When $p=0.5$, indicating that we incorrectly sample on average 15 patients from the sub-population, the type I error for the parallel RCT, crossover and N-of-1 designs are (9%, 10%, 7%, 6%), (18%, 19%, 17%, 9%), (37%, 39%, 40%, 13%), across the 4 scenarios, respectively. This indicates that special care must be taken to ensure that the sample represents the population of interest for the crossover design and especially for the N-of-1 design. A greater number of observations from the same patient compounds the error caused by non-representative sampling.

Next, we examined the power in a similar manner, when the population of interest truly has a treatment effect of

$\tau =0.25$ and patients from some sub-population have a true treatment effect of

$\tau =0$ (i.e., the treatment does not work for the sub-population). We examine the power for varying

$p$ and a fixed sample size of 30 in

Figure 6.

We see that for all 4 scenarios, the power increases dramatically as $p$ increases. It is essential that patients represent the population of interest to generalize conclusions from an N-of-1 trial. If $p=0.8$, indicating that about six patients are sampled from the non-representative population, the power for the N-of-1 design is (81%, 81%, 80%, 30%) for the 4 scenarios, compared to (18%, 17%, 12%, 8%) and (37%, 36%, 34%, 14%) for the parallel RCT and crossover designs, respectively. This indicates that the non-representative sampling from a sub-population not of interest has a much greater effect on type I error probability than power for the N-of-1 design compared to the parallel RCT and crossover designs.
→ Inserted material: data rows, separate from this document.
// SPDX-FileCopyrightText: 2026 Peerwarden Contributors
// SPDX-License-Identifier: MIT OR Apache-2.0

//! Configuration system for peerwarden.
//!
//! Static settings come from TOML with strict validation
//! (`deny_unknown_fields`), XDG file lookup and `PEERWARDEN_*` environment
//! overrides. Errors render as miette diagnostics with typo suggestions.
//! The values the bot reads while running live in an atomically swapped
//! [`RuntimeSettings`] snapshot that database overrides can update.
//!
//! # Usage
//!
//! ```no_run
//! use peerwarden_config::load_and_validate;
//!
//! let config = load_and_validate().expect("config errors");
//! println!("clients dir: {}", config.provisioning.clients_dir);
//! ```

pub mod diagnostic;
pub mod loader;
pub mod model;
pub mod runtime;
pub mod validation;

pub use diagnostic::{ConfigError, render_errors};
pub use loader::{load_config, load_config_from_path, load_config_from_str};
pub use model::PeerwardenConfig;
pub use runtime::{RuntimeSettings, SettingsHandle, keys};

/// Load configuration from the XDG hierarchy and validate it.
///
/// On a Figment error the TOML files are re-read so diagnostics can point
/// into them.
pub fn load_and_validate() -> Result<PeerwardenConfig, Vec<ConfigError>> {
    match loader::load_config() {
        Ok(config) => {
            validation::validate_config(&config)?;
            Ok(config)
        }
        Err(err) => Err(diagnostic::figment_to_config_errors(
            err,
            &collect_toml_sources(),
        )),
    }
}

/// Load a specific file (plus env overrides) and validate it.
pub fn load_and_validate_path(
    path: &std::path::Path,
) -> Result<PeerwardenConfig, Vec<ConfigError>> {
    match loader::load_config_from_path(path) {
        Ok(config) => {
            validation::validate_config(&config)?;
            Ok(config)
        }
        Err(err) => {
            let sources = std::fs::read_to_string(path)
                .map(|content| vec![(path.display().to_string(), content)])
                .unwrap_or_default();
            Err(diagnostic::figment_to_config_errors(err, &sources))
        }
    }
}

/// Load configuration from a TOML string and validate it.
pub fn load_and_validate_str(toml_content: &str) -> Result<PeerwardenConfig, Vec<ConfigError>> {
    match loader::load_config_from_str(toml_content) {
        Ok(config) => {
            validation::validate_config(&config)?;
            Ok(config)
        }
        Err(err) => {
            let sources = vec![("<inline>".to_string(), toml_content.to_string())];
            Err(diagnostic::figment_to_config_errors(err, &sources))
        }
    }
}

fn collect_toml_sources() -> Vec<(String, String)> {
    let mut candidates = Vec::new();
    if let Ok(cwd) = std::env::current_dir() {
        candidates.push(cwd.join(loader::LOCAL_FILE));
    }
    if let Some(config_dir) = dirs::config_dir() {
        candidates.push(config_dir.join(loader::USER_FILE));
    }
    candidates.push(std::path::PathBuf::from(loader::SYSTEM_FILE));

    candidates
        .into_iter()
        .filter_map(|path| {
            let content = std::fs::read_to_string(&path).ok()?;
            Some((path.display().to_string(), content))
        })
        .collect()
}
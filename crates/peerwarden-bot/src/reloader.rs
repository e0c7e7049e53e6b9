// SPDX-FileCopyrightText: 2026 Peerwarden Contributors
// SPDX-License-Identifier: MIT OR Apache-2.0

//! Periodic reload of runtime settings from the settings table.

use std::sync::Arc;

use peerwarden_config::{RuntimeSettings, SettingsHandle};
use peerwarden_core::{ConfigSource, PeerwardenError};
use tokio::sync::Notify;
use tokio_util::sync::CancellationToken;
use tracing::{debug, info, warn};

/// Rebuilds the settings snapshot from the static config plus stored
/// overrides and swaps it in when it changed.
///
/// The reload period is itself a setting. When a reload changes it, the
/// pending sleep is reset so the new period applies right away.
pub struct ConfigReloader {
    base: RuntimeSettings,
    source: Arc<dyn ConfigSource>,
    settings: SettingsHandle,
    reset: Notify,
}

impl ConfigReloader {
    /// `base` is the snapshot built from the static config alone.
    pub fn new(
        base: RuntimeSettings,
        source: Arc<dyn ConfigSource>,
        settings: SettingsHandle,
    ) -> Self {
        Self {
            base,
            source,
            settings,
            reset: Notify::new(),
        }
    }

    /// Reload once. Returns whether a new snapshot was swapped in.
    pub async fn reload_once(&self) -> Result<bool, PeerwardenError> {
        let next = self.base.with_overrides(self.source.as_ref()).await?;
        let current = self.settings.load_full();
        if *current == next {
            debug!("runtime settings unchanged");
            return Ok(false);
        }

        let interval_changed = current.reload_interval != next.reload_interval;
        info!(?next, "runtime settings reloaded");
        self.settings.store(Arc::new(next));
        if interval_changed {
            self.reset.notify_one();
        }
        Ok(true)
    }

    pub async fn run(self: Arc<Self>, cancel: CancellationToken) {
        info!("config reloader started");
        loop {
            let period = self.settings.load().reload_interval;
            tokio::select! {
                _ = tokio::time::sleep(period) => {
                    if let Err(e) = self.reload_once().await {
                        warn!(error = %e, "reloading runtime settings failed");
                    }
                }
                _ = self.reset.notified() => {
                    debug!(
                        interval_secs = self.settings.load().reload_interval.as_secs(),
                        "reload interval changed, ticker reset"
                    );
                }
                _ = cancel.cancelled() => {
                    info!("config reloader stopping");
                    break;
                }
            }
        }
    }
}

#[cfg(test)]
mod tests {
    use super::*;
    use std::time::Duration;

    use peerwarden_config::{PeerwardenConfig, keys};
    use peerwarden_test_utils::MockConfigSource;

    fn base() -> RuntimeSettings {
        let mut base = RuntimeSettings::from_config(&PeerwardenConfig::default());
        base.reload_interval = Duration::from_secs(300);
        base
    }

    #[tokio::test]
    async fn swaps_only_on_change() {
        let source = Arc::new(MockConfigSource::with(&[(keys::MAX_CLIENTS, "7")]).await);
        let settings = base().into_handle();
        let reloader = ConfigReloader::new(base(), source.clone(), settings.clone());

        assert!(reloader.reload_once().await.unwrap());
        assert_eq!(settings.load().max_clients, 7);
        assert!(!reloader.reload_once().await.unwrap());

        source.set(keys::MAX_CLIENTS, "9").await.unwrap();
        assert!(reloader.reload_once().await.unwrap());
        assert_eq!(settings.load().max_clients, 9);
    }

    #[tokio::test]
    async fn removed_override_falls_back_to_static_value() {
        let source = Arc::new(MockConfigSource::with(&[(keys::RESTRICT_NEW_USERS, "true")]).await);
        let settings = base().into_handle();
        let reloader = ConfigReloader::new(base(), source, settings.clone());
        reloader.reload_once().await.unwrap();
        assert!(settings.load().restrict_new_users);

        let empty = Arc::new(MockConfigSource::new());
        let reloader = ConfigReloader::new(base(), empty, settings.clone());
        assert!(reloader.reload_once().await.unwrap());
        assert!(!settings.load().restrict_new_users);
    }

    #[tokio::test]
    async fn failing_source_keeps_snapshot() {
        let source = Arc::new(MockConfigSource::with(&[(keys::MAX_CLIENTS, "7")]).await);
        source.set_failing(true);
        let settings = base().into_handle();
        let before = settings.load_full();
        let reloader = ConfigReloader::new(base(), source, settings.clone());

        assert!(reloader.reload_once().await.is_err());
        assert!(Arc::ptr_eq(&before, &settings.load_full()));
    }

    #[tokio::test(start_paused = true)]
    async fn interval_change_resets_the_ticker() {
        let source = Arc::new(
            MockConfigSource::with(&[(keys::CONFIG_RELOAD_INTERVAL_MINUTES, "1")]).await,
        );
        let settings = base().into_handle();
        let reloader = Arc::new(ConfigReloader::new(base(), source.clone(), settings.clone()));
        let cancel = CancellationToken::new();
        let task = tokio::spawn(Arc::clone(&reloader).run(cancel.clone()));

        // First reload after the static 5 minutes picks up the 1 minute period.
        tokio::time::sleep(Duration::from_secs(301)).await;
        assert_eq!(settings.load().reload_interval, Duration::from_secs(60));

        // The next reload now happens within a minute, not five.
        source.set(keys::MAX_CLIENTS, "3").await.unwrap();
        tokio::time::sleep(Duration::from_secs(61)).await;
        assert_eq!(settings.load().max_clients, 3);

        cancel.cancel();
        task.await.unwrap();
    }
}
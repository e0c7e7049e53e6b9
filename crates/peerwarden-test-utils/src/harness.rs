// SPDX-FileCopyrightText: 2026 Peerwarden Contributors
// SPDX-License-Identifier: MIT OR Apache-2.0

//! Test harness for end-to-end handler testing.
//!
//! `TestHarness` wires every mock into a [`Handler`] and exposes the mocks
//! so tests can arrange state and inspect what happened. `send_text` and
//! `press` drive the handler exactly as the dispatch loop would.

use std::sync::Arc;

use peerwarden_bot::{Handler, RateLimiter, Services};
use peerwarden_config::{PeerwardenConfig, RuntimeSettings, SettingsHandle};
use peerwarden_core::{CallbackAction, ChatUser, UserLevel};

use crate::fixtures;
use crate::mock_gateway::MockGateway;
use crate::mock_provisioning::{MockInventory, MockScripts, MockStats};
use crate::mock_repos::{MockAccounts, MockBlocklist, MockConfigSource, MockEvents, MockFeedback};
use crate::mock_sink::CollectingLogSink;

type SettingsTweak = Box<dyn FnOnce(&mut RuntimeSettings) + Send>;

/// Builder for creating test environments with configurable options.
pub struct TestHarnessBuilder {
    tweaks: Vec<SettingsTweak>,
    clients: Vec<String>,
}

impl TestHarnessBuilder {
    fn new() -> Self {
        Self {
            tweaks: Vec::new(),
            clients: Vec::new(),
        }
    }

    /// Adjust the runtime settings the handler starts with.
    pub fn with_settings(mut self, tweak: impl FnOnce(&mut RuntimeSettings) + Send + 'static) -> Self {
        self.tweaks.push(Box::new(tweak));
        self
    }

    /// Pre-existing client directories.
    pub fn with_clients(mut self, names: &[&str]) -> Self {
        self.clients.extend(names.iter().map(|n| n.to_string()));
        self
    }

    pub async fn build(self) -> TestHarness {
        let mut settings = RuntimeSettings::from_config(&PeerwardenConfig::default());
        for tweak in self.tweaks {
            tweak(&mut settings);
        }
        let settings = settings.into_handle();

        let inventory = Arc::new(MockInventory::new());
        for name in &self.clients {
            inventory.add_client(name).await;
        }
        let scripts = Arc::new(MockScripts::new().with_inventory(Arc::clone(&inventory)));
        let gateway = Arc::new(MockGateway::new());
        let accounts = Arc::new(MockAccounts::new());
        let feedback = Arc::new(MockFeedback::new());
        let blocklist = Arc::new(MockBlocklist::new());
        let events = Arc::new(MockEvents::new());
        let config = Arc::new(MockConfigSource::new());
        let stats = Arc::new(MockStats::new());
        let log = Arc::new(CollectingLogSink::new());

        let services = Services {
            gateway: gateway.clone(),
            accounts: accounts.clone(),
            feedback: feedback.clone(),
            blocklist: blocklist.clone(),
            events: events.clone(),
            config: config.clone(),
            actions: scripts.clone(),
            stats: stats.clone(),
            inventory: inventory.clone(),
            log: log.clone(),
        };
        let limiter = Arc::new(RateLimiter::new(settings.clone()));
        let handler = Arc::new(Handler::new(services, settings.clone(), Arc::clone(&limiter)));

        TestHarness {
            handler,
            limiter,
            settings,
            gateway,
            accounts,
            feedback,
            blocklist,
            events,
            config,
            scripts,
            stats,
            inventory,
            log,
        }
    }
}

/// A handler wired to in-memory collaborators.
pub struct TestHarness {
    pub handler: Arc<Handler>,
    pub limiter: Arc<RateLimiter>,
    pub settings: SettingsHandle,
    pub gateway: Arc<MockGateway>,
    pub accounts: Arc<MockAccounts>,
    pub feedback: Arc<MockFeedback>,
    pub blocklist: Arc<MockBlocklist>,
    pub events: Arc<MockEvents>,
    pub config: Arc<MockConfigSource>,
    pub scripts: Arc<MockScripts>,
    pub stats: Arc<MockStats>,
    pub inventory: Arc<MockInventory>,
    pub log: Arc<CollectingLogSink>,
}

impl TestHarness {
    pub fn builder() -> TestHarnessBuilder {
        TestHarnessBuilder::new()
    }

    /// A harness with default settings and no clients.
    pub async fn new() -> Self {
        Self::builder().build().await
    }

    /// A chat user with a registered account at `level`.
    pub async fn user(&self, id: i64, username: Option<&str>, level: UserLevel) -> ChatUser {
        self.accounts.insert(Some(id), username, level).await;
        fixtures::chat_user(id, username)
    }

    /// Deliver a text message (or command) from `user`.
    pub async fn send_text(&self, user: &ChatUser, text: &str) {
        self.handler.handle(fixtures::message(user, text)).await;
    }

    /// Deliver a button press from `user`.
    pub async fn press(&self, user: &ChatUser, action: CallbackAction) {
        self.handler.handle(fixtures::callback(user, action)).await;
    }

    /// Text of the last message sent to `user`'s chat.
    pub async fn last_reply(&self, user: &ChatUser) -> Option<String> {
        self.gateway.last_text_to(user.id).await
    }
}
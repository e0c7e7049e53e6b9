// SPDX-FileCopyrightText: 2026 Peerwarden Contributors
// SPDX-License-Identifier: MIT OR Apache-2.0

//! Test utilities for peerwarden integration tests.
//!
//! Provides in-memory stand-ins for every collaborator the bot talks to,
//! plus a harness that wires them into a ready [`peerwarden_bot::Handler`].
//!
//! # Components
//!
//! - [`MockGateway`] - messaging gateway with event injection and capture
//! - [`MockAccounts`], [`MockFeedback`], [`MockBlocklist`], [`MockEvents`],
//!   [`MockConfigSource`] - repositories backed by plain collections
//! - [`MockStats`], [`MockScripts`], [`MockInventory`] - client tooling
//! - [`CollectingLogSink`] - records every business event
//! - [`TestHarness`] - all of the above behind one handler

pub mod fixtures;
pub mod harness;
pub mod mock_gateway;
pub mod mock_provisioning;
pub mod mock_repos;
pub mod mock_sink;

pub use harness::{TestHarness, TestHarnessBuilder};
pub use mock_gateway::MockGateway;
pub use mock_provisioning::{MockInventory, MockScripts, MockStats, ScriptCall, ScriptOp};
pub use mock_repos::{MockAccounts, MockBlocklist, MockConfigSource, MockEvents, MockFeedback};
pub use mock_sink::CollectingLogSink;
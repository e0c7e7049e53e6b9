// SPDX-FileCopyrightText: 2026 Peerwarden Contributors
// SPDX-License-Identifier: MIT OR Apache-2.0

//! Builders for inbound events.
//!
//! Private chats are assumed throughout: the chat id equals the user id.

use std::sync::atomic::{AtomicI32, Ordering};

use chrono::Utc;
use peerwarden_core::{CallbackAction, CallbackEvent, ChatUser, InboundEvent, InboundMessage};

static NEXT_MESSAGE_ID: AtomicI32 = AtomicI32::new(1);

fn next_message_id() -> i32 {
    NEXT_MESSAGE_ID.fetch_add(1, Ordering::Relaxed)
}

pub fn chat_user(id: i64, username: Option<&str>) -> ChatUser {
    ChatUser {
        id,
        username: username.map(str::to_string),
    }
}

pub fn message(user: &ChatUser, text: &str) -> InboundEvent {
    InboundEvent::Message(InboundMessage {
        user: user.clone(),
        chat_id: user.id,
        message_id: next_message_id(),
        text: text.to_string(),
        timestamp: Utc::now(),
    })
}

pub fn callback(user: &ChatUser, action: CallbackAction) -> InboundEvent {
    InboundEvent::Callback(CallbackEvent {
        user: user.clone(),
        chat_id: user.id,
        message_id: Some(next_message_id()),
        callback_id: format!("cb-{}", next_message_id()),
        action,
        timestamp: Utc::now(),
    })
}
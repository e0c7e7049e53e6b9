// SPDX-FileCopyrightText: 2026 Peerwarden Contributors
// SPDX-License-Identifier: MIT OR Apache-2.0

//! WireGuard host integration.
//!
//! Reads peer statistics from `wg show`, lists the client configuration
//! directories, and runs the add/remove/link provisioning scripts.

pub mod inventory;
pub mod parse;
pub mod scripts;
pub mod stats;

pub use inventory::FsClientInventory;
pub use scripts::ScriptRunner;
pub use stats::WgStatsProvider;
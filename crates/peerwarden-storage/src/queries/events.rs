// SPDX-FileCopyrightText: 2026 Peerwarden Contributors
// SPDX-License-Identifier: MIT OR Apache-2.0

//! Business event log.

use chrono::{DateTime, Utc};
use peerwarden_core::{LogEvent, PeerwardenError};
use rusqlite::{Row, params};

use crate::database::{Database, from_sql_ts, map_tr_err, to_sql_ts};
use crate::queries::accounts::level_from_sql;

fn event_from_row(row: &Row<'_>) -> rusqlite::Result<LogEvent> {
    let timestamp: String = row.get(0)?;
    let level: Option<String> = row.get(9)?;
    Ok(LogEvent {
        timestamp: from_sql_ts(0, &timestamp)?,
        user_id: row.get(1)?,
        username: row.get(2)?,
        client_name: row.get(3)?,
        command: row.get(4)?,
        exit_code: row.get(5)?,
        output: row.get(6)?,
        error: row.get(7)?,
        is_premium: row.get(8)?,
        user_level: level.map(|l| level_from_sql(9, &l)).transpose()?,
    })
}

pub async fn append(db: &Database, event: &LogEvent) -> Result<(), PeerwardenError> {
    let event = event.clone();
    db.connection()
        .call(move |conn| {
            conn.execute(
                "INSERT INTO event_log (timestamp, user_id, username, client_name, command, \
                 exit_code, output, error, is_premium, user_level) \
                 VALUES (?1, ?2, ?3, ?4, ?5, ?6, ?7, ?8, ?9, ?10)",
                params![
                    to_sql_ts(event.timestamp),
                    event.user_id,
                    event.username,
                    event.client_name,
                    event.command,
                    event.exit_code,
                    event.output,
                    event.error,
                    event.is_premium,
                    event.user_level.map(|l| l.to_string()),
                ],
            )?;
            Ok(())
        })
        .await
        .map_err(map_tr_err)
}

/// `user_filter` matches a numeric user id or a username (with or without `@`).
pub async fn recent(
    db: &Database,
    limit: usize,
    user_filter: Option<&str>,
) -> Result<Vec<LogEvent>, PeerwardenError> {
    let limit = i64::try_from(limit).unwrap_or(i64::MAX);
    let filter = user_filter.map(|f| f.trim().trim_start_matches('@').to_string());
    db.connection()
        .call(move |conn| {
            let mut stmt = conn.prepare(
                "SELECT timestamp, user_id, username, client_name, command, exit_code, output, \
                 error, is_premium, user_level FROM event_log \
                 WHERE ?1 IS NULL OR CAST(user_id AS TEXT) = ?1 OR LOWER(username) = LOWER(?1) \
                 ORDER BY timestamp DESC, id DESC LIMIT ?2",
            )?;
            let rows = stmt.query_map(params![filter, limit], event_from_row)?;
            rows.collect()
        })
        .await
        .map_err(map_tr_err)
}

pub async fn delete_older_than(
    db: &Database,
    cutoff: DateTime<Utc>,
) -> Result<u64, PeerwardenError> {
    let cutoff = to_sql_ts(cutoff);
    let deleted = db
        .connection()
        .call(move |conn| conn.execute("DELETE FROM event_log WHERE timestamp < ?1", params![cutoff]))
        .await
        .map_err(map_tr_err)?;
    Ok(deleted as u64)
}
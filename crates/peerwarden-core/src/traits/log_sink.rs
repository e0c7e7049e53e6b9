// SPDX-FileCopyrightText: 2026 Peerwarden Contributors
// SPDX-License-Identifier: MIT OR Apache-2.0

use crate::types::LogEvent;

/// Fire-and-forget event emission. Implementations must not block.
pub trait LogSink: Send + Sync {
    fn emit(&self, event: LogEvent);
}
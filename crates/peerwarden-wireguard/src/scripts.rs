// SPDX-FileCopyrightText: 2026 Peerwarden Contributors
// SPDX-License-Identifier: MIT OR Apache-2.0

//! Runs the provisioning shell scripts.

use std::path::{Path, PathBuf};
use std::process::Stdio;
use std::time::Duration;

use async_trait::async_trait;
use tokio::process::Command;
use tracing::debug;

use peerwarden_config::model::ProvisioningConfig;
use peerwarden_core::{ActionOutput, PeerwardenError, ProvisioningAction};

/// Invokes `<script> <client> [args]` and captures stdout followed by
/// stderr.
///
/// A script that is killed by a signal reports exit code `-1`. A script
/// that outlives its timeout is killed and reported as
/// [`PeerwardenError::Timeout`].
pub struct ScriptRunner {
    add: PathBuf,
    remove: PathBuf,
    link: PathBuf,
}

impl ScriptRunner {
    pub fn new(config: &ProvisioningConfig) -> Self {
        Self {
            add: config.script_path(&config.add_script),
            remove: config.script_path(&config.remove_script),
            link: config.script_path(&config.link_script),
        }
    }

    async fn run(
        &self,
        script: &Path,
        args: &[&str],
        timeout: Duration,
    ) -> Result<ActionOutput, PeerwardenError> {
        debug!(script = %script.display(), ?args, "running script");
        let child = Command::new(script)
            .args(args)
            .stdin(Stdio::null())
            .stdout(Stdio::piped())
            .stderr(Stdio::piped())
            .kill_on_drop(true)
            .spawn()
            .map_err(|e| PeerwardenError::Action {
                message: format!("failed to start {}: {e}", script.display()),
            })?;

        let output = tokio::time::timeout(timeout, child.wait_with_output())
            .await
            .map_err(|_| PeerwardenError::Timeout { duration: timeout })?
            .map_err(|e| PeerwardenError::Action {
                message: format!("failed to wait for {}: {e}", script.display()),
            })?;

        let mut text = String::from_utf8_lossy(&output.stdout).into_owned();
        text.push_str(&String::from_utf8_lossy(&output.stderr));
        Ok(ActionOutput {
            output: text,
            exit_code: output.status.code().unwrap_or(-1),
        })
    }
}

#[async_trait]
impl ProvisioningAction for ScriptRunner {
    async fn add(&self, client: &str, timeout: Duration) -> Result<ActionOutput, PeerwardenError> {
        self.run(&self.add, &[client], timeout).await
    }

    async fn remove(
        &self,
        client: &str,
        timeout: Duration,
    ) -> Result<ActionOutput, PeerwardenError> {
        self.run(&self.remove, &[client], timeout).await
    }

    async fn install_link(
        &self,
        client: &str,
        ttl_secs: u64,
        timeout: Duration,
    ) -> Result<ActionOutput, PeerwardenError> {
        let ttl = ttl_secs.to_string();
        self.run(&self.link, &[client, &ttl], timeout).await
    }
}

#[cfg(all(test, unix))]
mod tests {
    use super::*;
    use std::os::unix::fs::PermissionsExt;
    use tempfile::TempDir;

    fn write_script(dir: &TempDir, name: &str, body: &str) {
        let path = dir.path().join(name);
        std::fs::write(&path, format!("#!/bin/sh\n{body}\n")).unwrap();
        std::fs::set_permissions(&path, std::fs::Permissions::from_mode(0o755)).unwrap();
    }

    fn runner(dir: &TempDir) -> ScriptRunner {
        let config = ProvisioningConfig {
            scripts_dir: dir.path().to_string_lossy().into_owned(),
            add_script: "add.sh".into(),
            remove_script: "remove.sh".into(),
            link_script: "link.sh".into(),
            ..ProvisioningConfig::default()
        };
        ScriptRunner::new(&config)
    }

    const SECS: Duration = Duration::from_secs(10);

    #[tokio::test]
    async fn add_captures_output_and_exit_code() {
        let dir = tempfile::tempdir().unwrap();
        write_script(&dir, "add.sh", "echo \"created $1\"");
        write_script(&dir, "remove.sh", "echo \"client $1 not found\" >&2\nexit 3");
        let runner = runner(&dir);

        let out = runner.add("alice", SECS).await.unwrap();
        assert!(out.success());
        assert_eq!(out.output.trim(), "created alice");

        let out = runner.remove("bob", SECS).await.unwrap();
        assert_eq!(out.exit_code, 3);
        assert!(out.output.contains("client bob not found"));
    }

    #[tokio::test]
    async fn install_link_passes_ttl() {
        let dir = tempfile::tempdir().unwrap();
        write_script(&dir, "link.sh", "echo \"wget -O - https://h/init/$1.sh?ttl=$2\"");
        let out = runner(&dir).install_link("alice", 600, SECS).await.unwrap();
        assert_eq!(out.output.trim(), "wget -O - https://h/init/alice.sh?ttl=600");
    }

    #[tokio::test]
    async fn signal_reports_minus_one() {
        let dir = tempfile::tempdir().unwrap();
        write_script(&dir, "add.sh", "kill -9 $$");
        let out = runner(&dir).add("alice", SECS).await.unwrap();
        assert_eq!(out.exit_code, -1);
    }

    #[tokio::test]
    async fn slow_script_times_out() {
        let dir = tempfile::tempdir().unwrap();
        write_script(&dir, "add.sh", "sleep 5");
        let err = runner(&dir)
            .add("alice", Duration::from_millis(100))
            .await
            .unwrap_err();
        assert!(matches!(err, PeerwardenError::Timeout { .. }));
    }

    #[tokio::test]
    async fn missing_script_is_an_action_error() {
        let dir = tempfile::tempdir().unwrap();
        let err = runner(&dir).add("alice", SECS).await.unwrap_err();
        assert!(matches!(err, PeerwardenError::Action { .. }));
    }
}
In practice, we will never know if patients enrolled in a trial are representative of our treatment population or not. While N-of-1 designs exacerbate this problem compared to parallel RCT and crossover designs through leveraging multiple observations on each patient under two different treatments, N-of-1 designs also allow better estimation of patient-level random effects, which might possibly be used in future methodological improvements to better determine which patients are representative of the target population. As an example, to show this we simulated 1000 trials from scenario 1, with

$n=100$ and

$p=0.5$, i.e., about 50% of patients enrolled in the trial have no treatment effect, whereas the other 50% have a treatment effect of 0.25. In each simulation, we computed the average random effect for representative and non-representative patients using both the N-of-1 and crossover designs. Parallel RCTs cannot estimate patient-level random effects because they only have one observation on each patient.

Figure 7 displays the density of the differences in average random effects between the non-representative and representative patients for both the crossover and N-of-1 designs. We see that the N-of-1 design correctly identified that the individual random effects of the non-representative group are higher than for our population of interest, as indicated by the shift in densities. These results were similar, but less striking for

$n=30$, and more apparent with more cycles in the N-of-1 design. While these are individual random effects, and not individual treatment effects, these results suggest that future methodological advancements may be able to cluster patient treatment effects to determine existence of subgroups within patient cohorts.